The succinct account of the natural history of China given by Sir John Davis in 1836, contained nearly all the popular notices of much value then known, and need not be repeated, while summarizing the items derived from other and later sources. Malte-Brun observed long ago, “That of even the more general, and, according to the usual estimate, the more important features of that vast sovereignty, we owe whatever knowledge we have obtained to some ambassadors who have seen the courts and the great roads—to certain merchants who have inhabited a suburb of a frontier town—and to several missionaries who, generally more credulous than discriminating, have contrived to penetrate in various directions into the interior.” The volumes upon China in the Edinburgh Cabinet Library contain the best digest of what was known forty years since on this subject.
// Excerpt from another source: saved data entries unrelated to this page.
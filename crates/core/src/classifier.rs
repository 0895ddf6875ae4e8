use serde::Serialize;

use crate::models::{
    ClassificationResult, GlutenSource, PositiveClaim, QualityFlag, MAX_SCORE, MIN_SCORE,
};
use crate::normalize::{is_blank, normalize_label_text};
use crate::rules::{
    BASE_SCORE, CLAIM_RULES, CROSS_CONTAMINATION_CON, CROSS_CONTAMINATION_PATTERN,
    CROSS_CONTAMINATION_PENALTY, DAIRY_PATTERN, GLUTEN_CON, GLUTEN_PENALTY, GLUTEN_RULES,
    LACTOSE_CON, LACTOSE_PENALTY, QUALITY_RULES,
};
use crate::summary::{compose_summary, SummaryFacts};

#[derive(Debug, Clone, PartialEq, Eq, Serialize)]
pub struct ScorePenalty {
    pub reason: &'static str,
    pub points: i32,
}

/// Which rules fired for a single classification, in evaluation order.
#[derive(Debug, Clone, Default, PartialEq, Eq, Serialize)]
pub struct MatchTrace {
    pub normalized_text: String,
    pub gluten_sources: Vec<GlutenSource>,
    pub dairy: bool,
    pub cross_contamination: bool,
    pub claims: Vec<PositiveClaim>,
    pub quality_flags: Vec<QualityFlag>,
    pub penalties: Vec<ScorePenalty>,
}

pub fn classify(raw: &str) -> ClassificationResult {
    classify_with_trace(raw).0
}

pub fn classify_with_trace(raw: &str) -> (ClassificationResult, MatchTrace) {
    let text = normalize_label_text(raw);

    // An allergen word counts wherever it appears, advisory clauses included.
    let gluten_sources = GLUTEN_RULES
        .iter()
        .filter(|rule| rule.pattern.is_match(&text))
        .map(|rule| rule.source)
        .collect::<Vec<_>>();
    let has_gluten = !gluten_sources.is_empty();
    let gluten_origin = gluten_sources
        .first()
        .map(|source| source.origin_label().to_string());

    let has_lactose = DAIRY_PATTERN.is_match(&text);
    let cross_contam = CROSS_CONTAMINATION_PATTERN.is_match(&text);

    let claims = CLAIM_RULES
        .iter()
        .filter(|(_, pattern)| pattern.is_match(&text))
        .map(|(claim, _)| *claim)
        .collect::<Vec<_>>();
    let quality_flags = QUALITY_RULES
        .iter()
        .filter(|(_, pattern)| pattern.is_match(&text))
        .map(|(flag, _)| *flag)
        .collect::<Vec<_>>();

    let mut pros = Vec::new();
    for claim in &claims {
        push_unique(&mut pros, claim.label());
    }

    let mut cons = Vec::new();
    let mut penalties = Vec::new();
    for flag in &quality_flags {
        push_unique(&mut cons, flag.label());
        penalties.push(ScorePenalty {
            reason: flag.label(),
            points: flag.penalty(),
        });
    }
    if has_gluten {
        push_unique(&mut cons, GLUTEN_CON);
        penalties.push(ScorePenalty {
            reason: GLUTEN_CON,
            points: GLUTEN_PENALTY,
        });
    }
    if has_lactose {
        push_unique(&mut cons, LACTOSE_CON);
        penalties.push(ScorePenalty {
            reason: LACTOSE_CON,
            points: LACTOSE_PENALTY,
        });
    }
    if cross_contam && !has_gluten {
        push_unique(&mut cons, CROSS_CONTAMINATION_CON);
        penalties.push(ScorePenalty {
            reason: CROSS_CONTAMINATION_CON,
            points: CROSS_CONTAMINATION_PENALTY,
        });
    }

    let raw_score = BASE_SCORE - penalties.iter().map(|penalty| penalty.points).sum::<i32>();

    let summary = compose_summary(&SummaryFacts {
        blank_input: is_blank(&text),
        has_gluten,
        gluten_origin: gluten_origin.as_deref(),
        has_lactose,
        cross_contam,
    });

    let result = ClassificationResult {
        has_gluten,
        gluten_origin,
        has_lactose,
        cross_contam,
        pros,
        cons,
        score: clamp_score(i64::from(raw_score)),
        summary,
    };

    let trace = MatchTrace {
        normalized_text: text,
        gluten_sources,
        dairy: has_lactose,
        cross_contamination: cross_contam,
        claims,
        quality_flags,
        penalties,
    };

    (result, trace)
}

pub fn clamp_score(value: i64) -> u8 {
    value.clamp(i64::from(MIN_SCORE), i64::from(MAX_SCORE)) as u8
}

fn push_unique(entries: &mut Vec<String>, label: &str) {
    if !entries.iter().any(|entry| entry == label) {
        entries.push(label.to_string());
    }
}
use once_cell::sync::Lazy;
use regex::Regex;

use crate::models::{GlutenSource, PositiveClaim, QualityFlag};

// Every pattern runs against `normalize_label_text` output: lowercase, no
// diacritics, single spaces.

pub const BASE_SCORE: i32 = 10;
pub const GLUTEN_PENALTY: i32 = 3;
pub const LACTOSE_PENALTY: i32 = 1;
pub const CROSS_CONTAMINATION_PENALTY: i32 = 1;

pub const GLUTEN_CON: &str = "Contiene gluten";
pub const LACTOSE_CON: &str = "Contiene lactosa/derivados";
pub const CROSS_CONTAMINATION_CON: &str = "Riesgo de contaminación cruzada";

#[derive(Debug)]
pub struct GlutenRule {
    pub source: GlutenSource,
    pub pattern: Regex,
}

/// Ordered by `GlutenSource::PRECEDENCE`.
pub static GLUTEN_RULES: Lazy<Vec<GlutenRule>> = Lazy::new(|| {
    GlutenSource::PRECEDENCE
        .iter()
        .map(|source| GlutenRule {
            source: *source,
            pattern: compile(gluten_pattern(*source)),
        })
        .collect()
});

pub static DAIRY_PATTERN: Lazy<Regex> = Lazy::new(|| {
    compile(
        r"\b(leche|milk|lactosa|lactose|queso|cheese|mantequilla|butter|crema|cream|suero|whey)\b|casein(a|ato|ate)?",
    )
});

pub static CROSS_CONTAMINATION_PATTERN: Lazy<Regex> = Lazy::new(|| {
    compile(
        r"puede contener|trazas|procesad[oa]s? en instalaciones|elaborad[oa]s? en (una )?planta que (tambien )?procesa|may contain|\btraces\b|processed in a facility",
    )
});

pub static CLAIM_RULES: Lazy<Vec<(PositiveClaim, Regex)>> = Lazy::new(|| {
    PositiveClaim::ORDER
        .iter()
        .map(|claim| (*claim, compile(claim_pattern(*claim))))
        .collect()
});

pub static QUALITY_RULES: Lazy<Vec<(QualityFlag, Regex)>> = Lazy::new(|| {
    QualityFlag::ORDER
        .iter()
        .map(|flag| (*flag, compile(quality_pattern(*flag))))
        .collect()
});

fn gluten_pattern(source: GlutenSource) -> &'static str {
    match source {
        GlutenSource::Wheat => r"\b(trigo|wheat)\b",
        GlutenSource::BarleyMalt => r"\b(cebada|barley|malta|malt|malted|maltead[oa]s?)\b",
        GlutenSource::Rye => r"\b(centeno|rye)\b",
        GlutenSource::Oats => r"\b(avena|oats?)\b",
        GlutenSource::SoySauce => {
            r"salsa de soya|salsa de soja|soy sauce|\bsoja\b.*\btrigo\b|\bsoy\b.*\bwheat\b|\bwheat\b.*\bsoy\b"
        }
        GlutenSource::BrewersYeast => r"levadura de cerveza|brewer['’]?s yeast",
    }
}

fn claim_pattern(claim: PositiveClaim) -> &'static str {
    match claim {
        PositiveClaim::GlutenFree => r"sin gluten|gluten[ -]?free|libre de gluten|sin tacc",
        PositiveClaim::LactoseFree => r"sin lactosa|lactose[ -]?free|libre de lactosa|deslactosad[oa]",
        PositiveClaim::Fiber => r"\b(fibra|integral(es)?|whole ?grains?|fiber|fibre)\b",
        PositiveClaim::Protein => r"\b(proteinas?|proteins?)\b",
    }
}

fn quality_pattern(flag: QualityFlag) -> &'static str {
    match flag {
        QualityFlag::AddedSugar => {
            r"\b(azucar(es)?|sugars?|sucrose|sacarosa|glucose|glucosa|dextrose|dextrosa|fructose|fructosa|jarabe|syrup|sirup|hfcs)\b"
        }
        QualityFlag::Sodium => r"\b(sodio|sal|salt|sodium)\b",
        QualityFlag::Artificial => {
            r"\b(colorantes?|color(ing)?|artificial(es)?|preservatives?|conservador(es)?|conservantes?)\b"
        }
        QualityFlag::SeedOils => {
            r"\b(aceite de (soya|soja|girasol|maiz|canola)|(soy|soybean|sunflower|corn|canola) oil)\b"
        }
    }
}

fn compile(pattern: &str) -> Regex {
    Regex::new(pattern).expect("valid label rule regex")
}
The botanical collections of Robert Fortune in 1844–1849, and those of Col. Champion at Hongkong, have been studied by Bentham, while the later researches of Hance, Bunge and Maximo witch have brought many new forms to notice. In geology, Pumpelly, Kingsmill, Bickmore, and Baron Richthofen have greatly enlarged and certified our knowledge by their travels and memoirs; while Père David, Col. Prejevalsky, Swinhoe, Stimpson, and Sir John Richardson have added hundreds of new species to the scientific fauna of the Empire.